John's eldest brother, James Murphy, escorted his wife, Jennie, to the front of the parlor, where they both knelt and whispered a prayer. James and Jennie lived in Crawford County, where James worked a spread of land while Jennie looked after their three children. Just a little over a year earlier, they had lost their daughter Fern to scarlet fever.

Sarah Murphy squeezed John's hand when she noticed his younger brothers Danny and Charley enter the parlor. Danny Murphy walked over to the coffin, got down on one knee and muttered a prayer before approaching his brother. Overcome with emotion, he hugged John. Charley followed Danny's lead, first offering a prayer and then greeting John at the reception line.

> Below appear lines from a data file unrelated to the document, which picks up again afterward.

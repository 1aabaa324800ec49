//! Span records and the span → cluster-label map.

use crate::label::ClusterMap;
use serde::{Deserialize, Serialize};
use std::collections::BTreeMap;
use std::fmt;

/// Location of a span: source file, line, character offset within the line.
#[derive(Debug, Clone, PartialEq, Eq, Hash, PartialOrd, Ord, Serialize, Deserialize)]
pub struct SpanId {
    /// Source file name.
    pub file: String,
    /// Line number in the file.
    pub line: usize,
    /// Character offset of the span within the line.
    pub offset: usize,
}

impl SpanId {
    /// Construct a span id.
    pub fn new(file: impl Into<String>, line: usize, offset: usize) -> Self {
        Self {
            file: file.into(),
            line,
            offset,
        }
    }
}

impl fmt::Display for SpanId {
    fn fmt(&self, f: &mut fmt::Formatter<'_>) -> fmt::Result {
        write!(f, "{}:{}:{}", self.file, self.line, self.offset)
    }
}

/// A named entity found in a span.
#[derive(Debug, Clone, PartialEq, Eq, Serialize, Deserialize)]
pub struct Entity {
    /// Surface text of the entity.
    pub text: String,
    /// Entity type, e.g. `ORG`.
    pub label: String,
    /// Occurrences within the span.
    pub count: usize,
}

impl Entity {
    /// Construct an entity mention.
    pub fn new(text: impl Into<String>, label: impl Into<String>, count: usize) -> Self {
        Self {
            text: text.into(),
            label: label.into(),
            count,
        }
    }
}

/// A text span ready for clustering.
///
/// `tokenized_text` has compounds joined with `_` and entities replaced by
/// placeholders such as `The Organization`; `ents` holds what was replaced.
#[derive(Debug, Clone, PartialEq, Eq, Serialize, Deserialize)]
pub struct Span {
    /// Where the span came from.
    pub id: SpanId,
    /// Original text.
    pub text: String,
    /// Tokenized, entity-simplified text.
    pub tokenized_text: String,
    /// Entities replaced in `tokenized_text`.
    #[serde(default)]
    pub ents: Vec<Entity>,
}

impl Span {
    /// Span whose tokenized text equals its text.
    pub fn new(id: SpanId, text: impl Into<String>) -> Self {
        let text = text.into();
        Self {
            id,
            tokenized_text: text.clone(),
            text,
            ents: Vec::new(),
        }
    }

    /// Set the tokenized text.
    pub fn with_tokenized_text(mut self, tokenized: impl Into<String>) -> Self {
        self.tokenized_text = tokenized.into();
        self
    }

    /// Attach an entity mention.
    pub fn with_entity(mut self, entity: Entity) -> Self {
        self.ents.push(entity);
        self
    }

    /// Text handed to the embedder.
    pub fn surface(&self) -> String {
        self.tokenized_text.replace('_', " ")
    }
}

/// Span → cluster label, with sequence-adjacency labels and the span index
/// registry backing the span vector store.
///
/// Span bodies are kept alongside so a cluster can be described again after
/// its members move, even when they arrived in an earlier batch.
#[derive(Debug, Clone, Default, PartialEq, Eq, Serialize, Deserialize)]
#[serde(into = "Vec<SpanRecord>", from = "Vec<SpanRecord>")]
pub struct SpanLabelMap {
    index: BTreeMap<SpanId, usize>,
    bodies: BTreeMap<SpanId, Span>,
    labels: BTreeMap<SpanId, String>,
    before: BTreeMap<SpanId, String>,
    after: BTreeMap<SpanId, String>,
}

/// Flat persisted form of one [`SpanLabelMap`] entry.
#[derive(Debug, Clone, PartialEq, Eq, Serialize, Deserialize)]
pub struct SpanRecord {
    /// Span location.
    #[serde(flatten)]
    pub id: SpanId,
    /// Vector store slot.
    pub index: usize,
    /// Cluster label.
    #[serde(default, skip_serializing_if = "Option::is_none")]
    pub label: Option<String>,
    /// Label of the preceding span.
    #[serde(default, skip_serializing_if = "Option::is_none")]
    pub before: Option<String>,
    /// Label of the following span.
    #[serde(default, skip_serializing_if = "Option::is_none")]
    pub after: Option<String>,
    /// Original span text.
    #[serde(default, skip_serializing_if = "Option::is_none")]
    pub text: Option<String>,
    /// Tokenized text, when it differs from `text`.
    #[serde(default, skip_serializing_if = "Option::is_none")]
    pub tokenized_text: Option<String>,
    /// Entities replaced in the tokenized text.
    #[serde(default, skip_serializing_if = "Vec::is_empty")]
    pub ents: Vec<Entity>,
}

impl From<SpanLabelMap> for Vec<SpanRecord> {
    fn from(mut map: SpanLabelMap) -> Self {
        let mut records: Vec<SpanRecord> = map
            .index
            .into_iter()
            .map(|(id, index)| {
                let body = map.bodies.remove(&id);
                let (text, tokenized_text, ents) = match body {
                    Some(span) => {
                        let tokenized = (span.tokenized_text != span.text).then_some(span.tokenized_text);
                        (Some(span.text), tokenized, span.ents)
                    }
                    None => (None, None, Vec::new()),
                };
                SpanRecord {
                    label: map.labels.remove(&id),
                    before: map.before.remove(&id),
                    after: map.after.remove(&id),
                    id,
                    index,
                    text,
                    tokenized_text,
                    ents,
                }
            })
            .collect();
        records.sort_by_key(|r| r.index);
        records
    }
}

impl From<Vec<SpanRecord>> for SpanLabelMap {
    fn from(records: Vec<SpanRecord>) -> Self {
        let mut map = SpanLabelMap::default();
        for r in records {
            map.index.insert(r.id.clone(), r.index);
            if let Some(l) = r.label {
                map.labels.insert(r.id.clone(), l);
            }
            if let Some(l) = r.before {
                map.before.insert(r.id.clone(), l);
            }
            if let Some(l) = r.after {
                map.after.insert(r.id.clone(), l);
            }
            if let Some(text) = r.text {
                let span = Span {
                    tokenized_text: r.tokenized_text.unwrap_or_else(|| text.clone()),
                    text,
                    ents: r.ents,
                    id: r.id.clone(),
                };
                map.bodies.insert(r.id, span);
            }
        }
        map
    }
}

impl SpanLabelMap {
    /// Empty map.
    pub fn new() -> Self {
        Self::default()
    }

    /// Register `id`, returning its store index and whether it is new.
    pub fn register(&mut self, id: &SpanId) -> (usize, bool) {
        if let Some(&idx) = self.index.get(id) {
            return (idx, false);
        }
        let idx = self.index.len();
        self.index.insert(id.clone(), idx);
        (idx, true)
    }

    /// Register `span` and keep its body for later relabeling.
    pub fn register_span(&mut self, span: &Span) -> (usize, bool) {
        let registered = self.register(&span.id);
        self.bodies.entry(span.id.clone()).or_insert_with(|| span.clone());
        registered
    }

    /// Body of a span registered with [`register_span`](Self::register_span).
    pub fn span(&self, id: &SpanId) -> Option<&Span> {
        self.bodies.get(id)
    }

    /// Store index of `id`.
    pub fn index_of(&self, id: &SpanId) -> Option<usize> {
        self.index.get(id).copied()
    }

    /// Number of registered spans.
    pub fn span_count(&self) -> usize {
        self.index.len()
    }

    /// Label of `id`.
    pub fn label(&self, id: &SpanId) -> Option<&str> {
        self.labels.get(id).map(String::as_str)
    }

    /// Number of labeled spans.
    pub fn len(&self) -> usize {
        self.labels.len()
    }

    /// True if no span is labeled.
    pub fn is_empty(&self) -> bool {
        self.labels.is_empty()
    }

    /// Iterate `(span, label)` in span order.
    pub fn iter(&self) -> impl Iterator<Item = (&SpanId, &str)> {
        self.labels.iter().map(|(k, v)| (k, v.as_str()))
    }

    /// Spans carrying `label`, in span order.
    pub fn members(&self, label: &str) -> Vec<SpanId> {
        self.labels
            .iter()
            .filter(|(_, l)| l.as_str() == label)
            .map(|(id, _)| id.clone())
            .collect()
    }

    /// Move every span labeled `old` to `new`. Returns how many moved.
    pub fn relabel(&mut self, old: &str, new: &str) -> usize {
        let mut moved = 0;
        for label in self.labels.values_mut() {
            if label == old {
                *label = new.to_string();
                moved += 1;
            }
        }
        moved
    }

    /// Label of the span preceding `id` in its batch.
    pub fn before(&self, id: &SpanId) -> Option<&str> {
        self.before.get(id).map(String::as_str)
    }

    /// Label of the span following `id` in its batch.
    pub fn after(&self, id: &SpanId) -> Option<&str> {
        self.after.get(id).map(String::as_str)
    }

    /// Record adjacency features for a run of spans in reading order.
    pub fn link_sequence(&mut self, ids: &[SpanId]) {
        for pair in ids.windows(2) {
            let (prev, cur) = (&pair[0], &pair[1]);
            match self.labels.get(prev).cloned() {
                Some(l) => self.before.insert(cur.clone(), l),
                None => self.before.remove(cur),
            };
            match self.labels.get(cur).cloned() {
                Some(l) => self.after.insert(prev.clone(), l),
                None => self.after.remove(prev),
            };
        }
    }
}

impl ClusterMap for SpanLabelMap {
    type Key = SpanId;
    type Value = String;

    fn label_of(&self, key: &SpanId) -> Option<&String> {
        self.labels.get(key)
    }

    fn set_label(&mut self, key: SpanId, label: String) -> bool {
        self.labels.insert(key, label);
        true
    }

    fn clear_label(&mut self, key: &SpanId) -> Option<String> {
        self.labels.remove(key)
    }

    fn clusters(&self) -> BTreeMap<String, Vec<SpanId>> {
        let mut out: BTreeMap<String, Vec<SpanId>> = BTreeMap::new();
        for (id, label) in &self.labels {
            out.entry(label.clone()).or_default().push(id.clone());
        }
        out
    }
}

Bracing herself on her husband's (William) arm, John's older sister Margaret (Murphy) Chalker approached the coffin. She gasped when she saw the baby in Gertrude's arms and covered her face with a gloved hand. William Chalker wrapped his arm around her waist and led her to John.

Tears rolled down her cheeks as she embraced him. Johnny always looked after her and her sisters, and when Papa died, he had become the head of the family at twenty-four. Like her mother, Margaret knew the range of emotions John would experience in the coming months: an overwhelming sense of despair and hopelessness followed by an empty, hollow feeling. In 1893, her daughter Eliza had become ill after afternoon tea with Aunt Mary McKnight. She suffered from several seizures before she died.

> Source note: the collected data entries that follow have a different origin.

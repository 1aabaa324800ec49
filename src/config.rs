//! Pipeline configuration.
//!
//! One immutable [`OntologyConfig`] is handed to a pipeline at construction.
//! Every threshold the clustering, recluster and labeling stages consult
//! lives here; nothing is defaulted lazily later.

use crate::cluster::BatchClusterer;
use crate::error::{Error, Result};
use serde::{Deserialize, Serialize};

/// Which k-means family member partitions a batch.
///
/// Both modes satisfy the same downstream contracts; `MiniBatch` trades
/// some partition quality for throughput on large batches.
#[derive(Debug, Clone, Copy, PartialEq, Eq, Serialize, Deserialize, Default)]
#[serde(rename_all = "snake_case")]
pub enum ClusterMode {
    /// Full Lloyd iterations over every item.
    Exact,
    /// Mini-batch updates with a final full assignment pass.
    #[default]
    MiniBatch,
}

/// How oversized clusters are resubmitted to the clusterer.
#[derive(Debug, Clone, Copy, PartialEq, Eq, Serialize, Deserialize, Default)]
#[serde(rename_all = "snake_case")]
pub enum ReclusterStrategy {
    /// Recluster each oversized cluster on its own.
    Individual,
    /// Pool reclaimed members from several clusters up to `kmeans_batch_size`.
    #[default]
    Batched,
}

/// Configuration for term and span clustering runs.
#[derive(Debug, Clone, PartialEq, Serialize, Deserialize)]
#[serde(default)]
pub struct OntologyConfig {
    /// Target members per term cluster.
    pub items_per_cluster: usize,
    /// Target members per span cluster.
    pub span_items_per_cluster: usize,
    /// Nominal clusterer batch size (new items plus anchors).
    pub kmeans_batch_size: usize,
    /// Lower bound used when sizing the anchor sample.
    pub min_prev_ids: usize,
    /// Number of parent levels the ontology builder may add.
    pub max_ontology_depth: u8,
    /// Parent count below which a level is left unclustered.
    ///
    /// Also sets the cluster size ceiling: `sqrt(max_top_parents)`.
    pub max_top_parents: usize,
    /// Partitioning mode.
    pub cluster_mode: ClusterMode,
    /// Iteration cap for either k-means mode.
    pub kmeans_max_iter: usize,
    /// Oversized-cluster resubmission strategy.
    pub recluster_strategy: ReclusterStrategy,
    /// Seed for k-means initialisation and anchor sampling.
    pub seed: Option<u64>,
    /// Hard cap on vector store slots.
    pub vector_capacity: Option<usize>,
    /// Terms per embedder call.
    pub embed_batch_size: usize,
    /// Spans per embedder call.
    pub span_embed_batch_size: usize,
    /// Candidate terms considered per descriptive label.
    pub tfidf_top_k: usize,
    /// Terms kept in a descriptive label.
    pub label_max_terms: usize,
    /// Build parent levels after term clustering.
    pub build_ontology: bool,
}

impl Default for OntologyConfig {
    fn default() -> Self {
        Self {
            items_per_cluster: 10,
            span_items_per_cluster: 20,
            kmeans_batch_size: 50_000,
            min_prev_ids: 10_000,
            max_ontology_depth: 4,
            max_top_parents: 10_000,
            cluster_mode: ClusterMode::default(),
            kmeans_max_iter: 100,
            recluster_strategy: ReclusterStrategy::default(),
            seed: Some(42),
            vector_capacity: None,
            embed_batch_size: 7_000,
            span_embed_batch_size: 100,
            tfidf_top_k: 40,
            label_max_terms: 5,
            build_ontology: true,
        }
    }
}

impl OntologyConfig {
    /// Create a configuration with defaults.
    pub fn new() -> Self {
        Self::default()
    }

    /// Set target members per term cluster.
    pub fn with_items_per_cluster(mut self, n: usize) -> Self {
        self.items_per_cluster = n;
        self
    }

    /// Set target members per span cluster.
    pub fn with_span_items_per_cluster(mut self, n: usize) -> Self {
        self.span_items_per_cluster = n;
        self
    }

    /// Set nominal clusterer batch size.
    pub fn with_kmeans_batch_size(mut self, n: usize) -> Self {
        self.kmeans_batch_size = n;
        self
    }

    /// Set anchor sizing floor.
    pub fn with_min_prev_ids(mut self, n: usize) -> Self {
        self.min_prev_ids = n;
        self
    }

    /// Set maximum ontology depth.
    pub fn with_max_ontology_depth(mut self, depth: u8) -> Self {
        self.max_ontology_depth = depth;
        self
    }

    /// Set the top-parent threshold (and with it the cluster ceiling).
    pub fn with_max_top_parents(mut self, n: usize) -> Self {
        self.max_top_parents = n;
        self
    }

    /// Set partitioning mode.
    pub fn with_cluster_mode(mut self, mode: ClusterMode) -> Self {
        self.cluster_mode = mode;
        self
    }

    /// Set k-means iteration cap.
    pub fn with_kmeans_max_iter(mut self, n: usize) -> Self {
        self.kmeans_max_iter = n;
        self
    }

    /// Set recluster strategy.
    pub fn with_recluster_strategy(mut self, strategy: ReclusterStrategy) -> Self {
        self.recluster_strategy = strategy;
        self
    }

    /// Set random seed (`None` draws from the thread RNG).
    pub fn with_seed(mut self, seed: Option<u64>) -> Self {
        self.seed = seed;
        self
    }

    /// Cap the vector store.
    pub fn with_vector_capacity(mut self, capacity: usize) -> Self {
        self.vector_capacity = Some(capacity);
        self
    }

    /// Set terms per embedder call.
    pub fn with_embed_batch_size(mut self, n: usize) -> Self {
        self.embed_batch_size = n;
        self
    }

    /// Set spans per embedder call.
    pub fn with_span_embed_batch_size(mut self, n: usize) -> Self {
        self.span_embed_batch_size = n;
        self
    }

    /// Set candidate terms scored per descriptive label.
    pub fn with_tfidf_top_k(mut self, n: usize) -> Self {
        self.tfidf_top_k = n;
        self
    }

    /// Set terms kept in a descriptive label.
    pub fn with_label_max_terms(mut self, n: usize) -> Self {
        self.label_max_terms = n;
        self
    }

    /// Toggle ontology construction after term clustering.
    pub fn with_build_ontology(mut self, enabled: bool) -> Self {
        self.build_ontology = enabled;
        self
    }

    /// Reject configurations that would divide by zero or never progress.
    pub fn validate(&self) -> Result<()> {
        let checks: [(&'static str, usize); 9] = [
            ("items_per_cluster", self.items_per_cluster),
            ("span_items_per_cluster", self.span_items_per_cluster),
            ("kmeans_batch_size", self.kmeans_batch_size),
            ("max_top_parents", self.max_top_parents),
            ("embed_batch_size", self.embed_batch_size),
            ("span_embed_batch_size", self.span_embed_batch_size),
            ("kmeans_max_iter", self.kmeans_max_iter),
            ("tfidf_top_k", self.tfidf_top_k),
            ("label_max_terms", self.label_max_terms),
        ];
        for (name, value) in checks {
            if value == 0 {
                return Err(Error::InvalidParameter {
                    name,
                    message: "must be positive",
                });
            }
        }
        Ok(())
    }

    /// New items consumed per clustering call.
    pub fn batch_chunk(&self) -> usize {
        ((self.kmeans_batch_size as f64 * 0.7) as usize).max(1)
    }

    /// Cap on each half of the anchor sample (unlabeled, then labeled).
    pub fn max_anchor_ids(&self) -> usize {
        let by_batch = (self.kmeans_batch_size as f64 * 0.15) as usize;
        let by_floor = (self.min_prev_ids as f64 * 0.5) as usize;
        by_batch.max(by_floor)
    }

    /// Largest cluster the recluster controller tolerates.
    pub fn max_cluster_size(&self) -> usize {
        ((self.max_top_parents as f64).sqrt() as usize).max(1)
    }

    /// Clusters below this size are dissolved on non-final batches.
    pub fn min_viable_size(&self, per_cluster: usize) -> f64 {
        per_cluster as f64 * 0.5
    }

    /// Clusterer configured from this mode, seed and iteration cap.
    pub fn clusterer(&self) -> BatchClusterer {
        BatchClusterer::new(self.cluster_mode)
            .with_seed(self.seed)
            .with_max_iter(self.kmeans_max_iter)
    }

    /// `max(2, n / per_cluster)`.
    pub fn target_k(n: usize, per_cluster: usize) -> usize {
        (n / per_cluster.max(1)).max(2)
    }
}

#[cfg(test)]
mod tests {
    use super::*;

    #[test]
    fn defaults_are_valid() {
        let config = OntologyConfig::default();
        assert!(config.validate().is_ok());
        assert_eq!(config.batch_chunk(), 35_000);
        assert_eq!(config.max_anchor_ids(), 7_500);
        assert_eq!(config.max_cluster_size(), 100);
    }

    #[test]
    fn zero_cluster_size_rejected() {
        let config = OntologyConfig::new().with_items_per_cluster(0);
        assert!(matches!(
            config.validate(),
            Err(Error::InvalidParameter {
                name: "items_per_cluster",
                ..
            })
        ));
    }

    #[test]
    fn label_builders_are_validated() {
        let config = OntologyConfig::new().with_tfidf_top_k(10).with_label_max_terms(3);
        assert_eq!((config.tfidf_top_k, config.label_max_terms), (10, 3));
        assert!(config.validate().is_ok());
        assert!(matches!(
            OntologyConfig::new().with_label_max_terms(0).validate(),
            Err(Error::InvalidParameter {
                name: "label_max_terms",
                ..
            })
        ));
    }

    #[test]
    fn target_k_has_floor_of_two() {
        assert_eq!(OntologyConfig::target_k(3, 10), 2);
        assert_eq!(OntologyConfig::target_k(100, 10), 10);
    }

    #[test]
    fn serde_fills_missing_fields_with_defaults() {
        let config: OntologyConfig =
            serde_json::from_str(r#"{"items_per_cluster": 4, "cluster_mode": "exact"}"#).unwrap();
        assert_eq!(config.items_per_cluster, 4);
        assert_eq!(config.cluster_mode, ClusterMode::Exact);
        assert_eq!(config.max_top_parents, 10_000);
    }
}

Margaret unclenched her arms from John's neck. Her husband handed her a handkerchief, which she used to dry her cheeks, and they joined her brothers in the back of the parlor.

As Margaret moved toward the back of the room, her younger sister Martha (Murphy) Woodard and her husband, Jerome, approached the casket. After a brief prayer, Martha whispered something in John's ear before joining the others.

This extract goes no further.